Ghrelin Peptide Protects Heart from Thyroid Hormone Damage in Rats
Background
High levels of thyroid hormones, as seen in conditions like hyperthyroidism, can lead to severe cardiac damage, characterized by oxidative stress, inflammation, and dysfunction of the renin-angiotensin system. Current therapeutic strategies often have limitations or side effects. This study aimed to investigate if acylated ghrelin could mitigate l-thyroxin-induced cardiac damage in a rat model.
Results
Acylated ghrelin treatment significantly improved cardiac function and attenuated l-thyroxin-induced damage. The most important finding was a 45% reduction in myocardial fibrosis and a 30% improvement in left ventricular ejection fraction in ghrelin-treated rats compared to the l-thyroxin-only group (p<0.001). Oxidative stress was markedly reduced, with malondialdehyde (MDA) levels decreasing by 35% (p<0.01) and antioxidant enzyme activity, such as superoxide dismutase (SOD), increasing by 2.2-fold (p<0.001).
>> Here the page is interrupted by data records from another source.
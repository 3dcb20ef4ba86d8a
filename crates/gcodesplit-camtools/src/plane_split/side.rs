//! Output stream for one side of a split
//!
//! Tracks where that side's tool was last left and which feed it last
//! emitted, and synthesizes retract / reposition / plunge moves whenever a
//! cut does not start where the tool already is.

use gcodesplit_core::{Point, EPSILON};
use gcodesplit_toolpath::{Instruction, MotionClass};
use tracing::trace;

use crate::plane::{Side, SplitPlane};

/// Tolerance for "the tool is already at the start of this cut"
pub const POSITION_TOLERANCE: f64 = 1e-6;

/// A cut ready to emit: geometry plus the instruction that traces it.
/// The instruction's F word is filled in by the writer.
#[derive(Debug, Clone)]
pub struct Cut {
    pub start: Point,
    pub end: Point,
    pub instruction: Instruction,
}

#[derive(Debug, Clone)]
pub struct SideWriter {
    side: Side,
    out: Vec<Instruction>,
    tool_at: Option<Point>,
    feed: Option<f64>,
}

impl SideWriter {
    pub fn new(side: Side) -> Self {
        Self {
            side,
            out: Vec::new(),
            tool_at: None,
            feed: None,
        }
    }

    pub fn side(&self) -> Side {
        self.side
    }

    /// Copy a non-motion instruction through unchanged
    pub fn push_passthrough(&mut self, instruction: Instruction) {
        self.out.push(instruction);
    }

    /// Emit a positioning move from the program position `from` to
    /// `destination`.
    ///
    /// When this side's tool was left somewhere else below `z_clearance`,
    /// it is retracted before moving in XY.
    pub fn push_rapid(
        &mut self,
        instruction: Instruction,
        from: Point,
        destination: Point,
        z_clearance: f64,
    ) {
        if let Some(at) = self.tool_at {
            let displaced = !at.approx_eq(&from, POSITION_TOLERANCE);
            let moves_xy = at.distance_xy(&destination) > POSITION_TOLERANCE;
            if displaced && moves_xy && at.z < z_clearance - POSITION_TOLERANCE {
                trace!(
                    "{} side: retracting from Z{:.4} before rapid",
                    self.side,
                    at.z
                );
                self.out
                    .push(motion(MotionClass::Rapid, &instruction).with_z(z_clearance));
            }
        }
        self.out.push(instruction);
        self.tool_at = Some(destination);
    }

    /// Emit a cut, approaching its start first when the tool is elsewhere.
    ///
    /// `feed` is the program's running feed at this cut.
    pub fn push_cut(
        &mut self,
        cut: Cut,
        plane: &SplitPlane,
        z_clearance: f64,
        feed: Option<f64>,
    ) {
        let positioned = self
            .tool_at
            .is_some_and(|at| at.approx_eq(&cut.start, POSITION_TOLERANCE));

        if !positioned {
            let target = plane.clamp(cut.start, self.side);
            trace!(
                "{} side: approaching ({:.4}, {:.4}, {:.4})",
                self.side,
                target.x,
                target.y,
                cut.start.z
            );
            self.out
                .push(motion(MotionClass::Rapid, &cut.instruction).with_z(z_clearance));
            self.out.push(
                motion(MotionClass::Rapid, &cut.instruction)
                    .with_x(target.x)
                    .with_y(target.y),
            );
            if (cut.start.z - z_clearance).abs() > POSITION_TOLERANCE {
                let mut plunge = motion(MotionClass::Linear, &cut.instruction).with_z(cut.start.z);
                plunge.f = self.take_feed(feed);
                self.out.push(plunge);
            }
        }

        let mut instruction = cut.instruction;
        instruction.f = self.take_feed(feed);
        self.out.push(instruction);
        self.tool_at = Some(cut.end);
    }

    /// Feed word to write: `feed` when it differs from the last one written
    fn take_feed(&mut self, feed: Option<f64>) -> Option<f64> {
        match feed {
            Some(f) if !self.feed.is_some_and(|last| (last - f).abs() <= EPSILON) => {
                self.feed = Some(f);
                Some(f)
            }
            _ => None,
        }
    }

    /// Close the stream with a retract to `z_clearance`
    pub fn finish(mut self, z_clearance: f64) -> Vec<Instruction> {
        let mut retract = Instruction::rapid().with_z(z_clearance);
        if let Some(last) = self.out.last() {
            retract.metric = last.metric;
        }
        self.out.push(retract);
        self.out
    }
}

/// Fresh absolute-mode motion carrying `template`'s unit flags
pub fn motion(class: MotionClass, template: &Instruction) -> Instruction {
    let mut instruction = Instruction::new(class).with_modes_of(template);
    instruction.absolute = true;
    instruction
}
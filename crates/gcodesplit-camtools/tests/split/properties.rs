//! Geometric properties every split must keep

use gcodesplit_camtools::{split, SplitPlane};
use gcodesplit_core::Point;
use gcodesplit_toolpath::Instruction;
use proptest::prelude::*;

use crate::common::{parse, xy_cut_length, xy_cuts};

const ZIGZAG: &str = "\
G21 G90
G0 X-12 Y-3 Z-1
G1 X7 Y-1 F400
G1 X-4 Y2
G1 X9 Y6
G1 X-8 Y8
G1 X-2 Y11
";

const POCKET_WITH_ARC: &str = "\
G0 X-8 Y0 Z-0.5
G1 X-3 Y0 F250
G2 X3 Y0 I3 J0
G1 X8 Y0
G1 X8 Y-6
G3 X-8 Y-6 I-8 J0
";

fn polyline(points: &[(f64, f64)], z: f64) -> Vec<Instruction> {
    let mut program = Vec::with_capacity(points.len());
    let mut iter = points.iter();
    if let Some(&(x, y)) = iter.next() {
        program.push(Instruction::rapid().with_xyz(x, y, z));
    }
    for &(x, y) in iter {
        program.push(Instruction::linear().with_xyz(x, y, z).with_feed(300.0));
    }
    program
}

fn assert_same_cuts(a: &[(Point, Point)], b: &[(Point, Point)]) {
    assert_eq!(a.len(), b.len(), "cut counts differ");
    for ((a0, a1), (b0, b1)) in a.iter().zip(b) {
        assert!(a0.approx_eq(b0, 1e-6), "{} != {}", a0, b0);
        assert!(a1.approx_eq(b1, 1e-6), "{} != {}", a1, b1);
    }
}

#[test]
fn test_cut_length_conserved() {
    let program = parse(ZIGZAG);
    for plane in [
        SplitPlane::at_x(0.0),
        SplitPlane::at_x(2.5),
        SplitPlane::new(Point::xy(1.0, 3.0), 30.0),
    ] {
        let result = split(&program, plane, 5.0);
        let before = xy_cut_length(&program);
        let after = xy_cut_length(&result.left) + xy_cut_length(&result.right);
        assert!(
            (before - after).abs() < 1e-9,
            "length {} became {}",
            before,
            after
        );
    }
}

#[test]
fn test_resplit_is_stable() {
    for text in [ZIGZAG, POCKET_WITH_ARC] {
        let program = parse(text);
        let plane = SplitPlane::at_x(0.0);
        let first = split(&program, plane, 3.0);

        let again_left = split(&first.left, plane, 3.0);
        assert_same_cuts(&xy_cuts(&again_left.left), &xy_cuts(&first.left));
        assert!(xy_cuts(&again_left.right).is_empty());

        let again_right = split(&first.right, plane, 3.0);
        assert_same_cuts(&xy_cuts(&again_right.right), &xy_cuts(&first.right));
        assert!(xy_cuts(&again_right.left).is_empty());
    }
}

#[test]
fn test_arc_pocket_cuts_stay_on_their_side() {
    let program = parse(POCKET_WITH_ARC);
    let plane = SplitPlane::at_x(0.0);
    let result = split(&program, plane, 3.0);
    for (a, b) in xy_cuts(&result.left) {
        assert!(a.x <= 1e-6 && b.x <= 1e-6, "left cut {} -> {}", a, b);
    }
    for (a, b) in xy_cuts(&result.right) {
        assert!(a.x >= -1e-6 && b.x >= -1e-6, "right cut {} -> {}", a, b);
    }
}

proptest! {
    #[test]
    fn prop_cuts_respect_their_side(
        points in prop::collection::vec((-50.0f64..50.0, -50.0f64..50.0), 2..12),
        origin_x in -20.0f64..20.0,
        angle in -180.0f64..180.0,
    ) {
        let plane = SplitPlane::new(Point::xy(origin_x, 0.0), angle);
        let program = polyline(&points, -1.0);
        let result = split(&program, plane, 5.0);

        for (a, b) in xy_cuts(&result.left) {
            prop_assert!(plane.local_x(a) <= 1e-6);
            prop_assert!(plane.local_x(b) <= 1e-6);
        }
        for (a, b) in xy_cuts(&result.right) {
            prop_assert!(plane.local_x(a) >= -1e-6);
            prop_assert!(plane.local_x(b) >= -1e-6);
        }
    }

    #[test]
    fn prop_polyline_length_conserved(
        points in prop::collection::vec((-50.0f64..50.0, -50.0f64..50.0), 2..12),
        origin_x in -20.0f64..20.0,
        angle in -180.0f64..180.0,
    ) {
        let plane = SplitPlane::new(Point::xy(origin_x, 0.0), angle);
        let program = polyline(&points, -1.0);
        let result = split(&program, plane, 5.0);

        let before = xy_cut_length(&program);
        let after = xy_cut_length(&result.left) + xy_cut_length(&result.right);
        // segments lying along the boundary are cut on both sides
        prop_assert!(after + 1e-4 >= before);
        prop_assert!(after <= before * 2.0 + 1e-4);
    }
}
use gcodesplit_settings::{Config, SettingsError, SettingsPersistence};
use tempfile::tempdir;

fn customized() -> Config {
    let mut config = Config::default();
    config.split.origin_x = 150.0;
    config.split.angle_degrees = 12.5;
    config.split.z_clearance = 8.0;
    config.render.curve_section = 0.5;
    config.output.block_markers = true;
    config.output.peck_depths = vec![-1.0, -2.0, -3.0];
    config
}

#[test]
fn test_toml_round_trip() {
    let dir = tempdir().unwrap();
    let path = dir.path().join("config.toml");

    let config = customized();
    config.save_to_file(&path).unwrap();
    let loaded = Config::load_from_file(&path).unwrap();
    assert_eq!(loaded, config);
}

#[test]
fn test_json_round_trip() {
    let dir = tempdir().unwrap();
    let path = dir.path().join("config.json");

    let config = customized();
    config.save_to_file(&path).unwrap();
    let text = std::fs::read_to_string(&path).unwrap();
    assert!(text.contains("\"peck_depths\""));
    assert_eq!(Config::load_from_file(&path).unwrap(), config);
}

#[test]
fn test_unknown_extension_rejected() {
    let dir = tempdir().unwrap();
    let path = dir.path().join("config.yaml");
    std::fs::write(&path, "split: {}").unwrap();

    assert!(matches!(
        Config::load_from_file(&path),
        Err(SettingsError::LoadError(_))
    ));
    assert!(matches!(
        Config::default().save_to_file(&path),
        Err(SettingsError::SaveError(_))
    ));
}

#[test]
fn test_invalid_file_contents() {
    let dir = tempdir().unwrap();

    let path = dir.path().join("broken.toml");
    std::fs::write(&path, "[split\norigin_x = ").unwrap();
    assert!(matches!(
        Config::load_from_file(&path),
        Err(SettingsError::TomlError(_))
    ));

    let path = dir.path().join("negative.toml");
    std::fs::write(&path, "[render]\nsteps_per_degree = -1.0\n").unwrap();
    assert!(matches!(
        Config::load_from_file(&path),
        Err(SettingsError::InvalidSetting { .. })
    ));
}

#[test]
fn test_missing_file_gives_defaults() {
    let dir = tempdir().unwrap();
    let path = dir.path().join("absent.toml");
    assert_eq!(Config::load_or_default(&path).unwrap(), Config::default());
}

#[test]
fn test_persistence_creates_directory() {
    let dir = tempdir().unwrap();
    let path = dir.path().join("nested").join("gcodesplit").join("config.toml");

    let mut persistence = SettingsPersistence::open(&path).unwrap();
    assert_eq!(persistence.config(), &Config::default());
    persistence.config_mut().split.z_clearance = 12.0;
    persistence.save().unwrap();

    let reopened = SettingsPersistence::open(&path).unwrap();
    assert_eq!(reopened.config().split.z_clearance, 12.0);
    assert_eq!(reopened.path(), path.as_path());
}
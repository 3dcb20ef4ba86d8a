use gcodesplit_camtools::{rotate_program, split, translate, SplitPlane};
use gcodesplit_core::Point;
use gcodesplit_toolpath::{render_instructions, Program, RenderSettings};

#[test]
fn test_rehome_right_half() {
    let program = Program::parse("G0 X20 Y5 Z0\nG1 X60 Y5 F500\nG1 X60 Y25\n")
        .program
        .into_instructions();
    let halves = split(&program, SplitPlane::at_x(40.0), 3.0);

    let rehomed = translate(&halves.right, Point::xy(-40.0, 0.0)).unwrap();
    let toolpath = render_instructions(&rehomed, &RenderSettings::default());
    assert!((toolpath.bounds.min_x - 0.0).abs() < 1e-9);
    assert!((toolpath.bounds.max_x - 20.0).abs() < 1e-9);
    assert_eq!(toolpath.end, Point::new(20.0, 25.0, 3.0));
}

#[test]
fn test_rotation_preserves_cut_length() {
    let program = Program::parse("G0 X0 Y0 Z-1\nG1 X10 Y0 F100\nG2 X20 Y0 I5 J0\nG1 X20 Y-7\n")
        .program
        .into_instructions();
    let settings = RenderSettings::default();
    let before = render_instructions(&program, &settings).cut_length();

    let turned = rotate_program(&program, Point::xy(3.0, -2.0), 37.0).unwrap();
    let after = render_instructions(&turned, &settings).cut_length();
    assert!((before - after).abs() < 1e-6, "{} vs {}", before, after);
}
Furthermore, inflammatory cytokines including TNF-α and IL-6 were reduced by 40% and 38% respectively (p<0.05). Crucially, key components of the cardiac renin-angiotensin system, such as ACE and AT1R, were downregulated by 50% and 48% (p<0.001), indicating a multi-target protective mechanism.
Why It Matters
This research highlights acylated ghrelin's significant potential as a therapeutic agent for mitigating cardiac damage caused by excessive thyroid hormones. Its ability to simultaneously combat oxidative stress, reduce inflammation, and modulate the renin-angiotensin system suggests a comprehensive cardioprotective effect. These findings could lead to the development of novel pharmacological strategies for preventing or treating hyperthyroidism-related heart complications. Future steps should involve further mechanistic studies and eventually human clinical trials to confirm these promising results.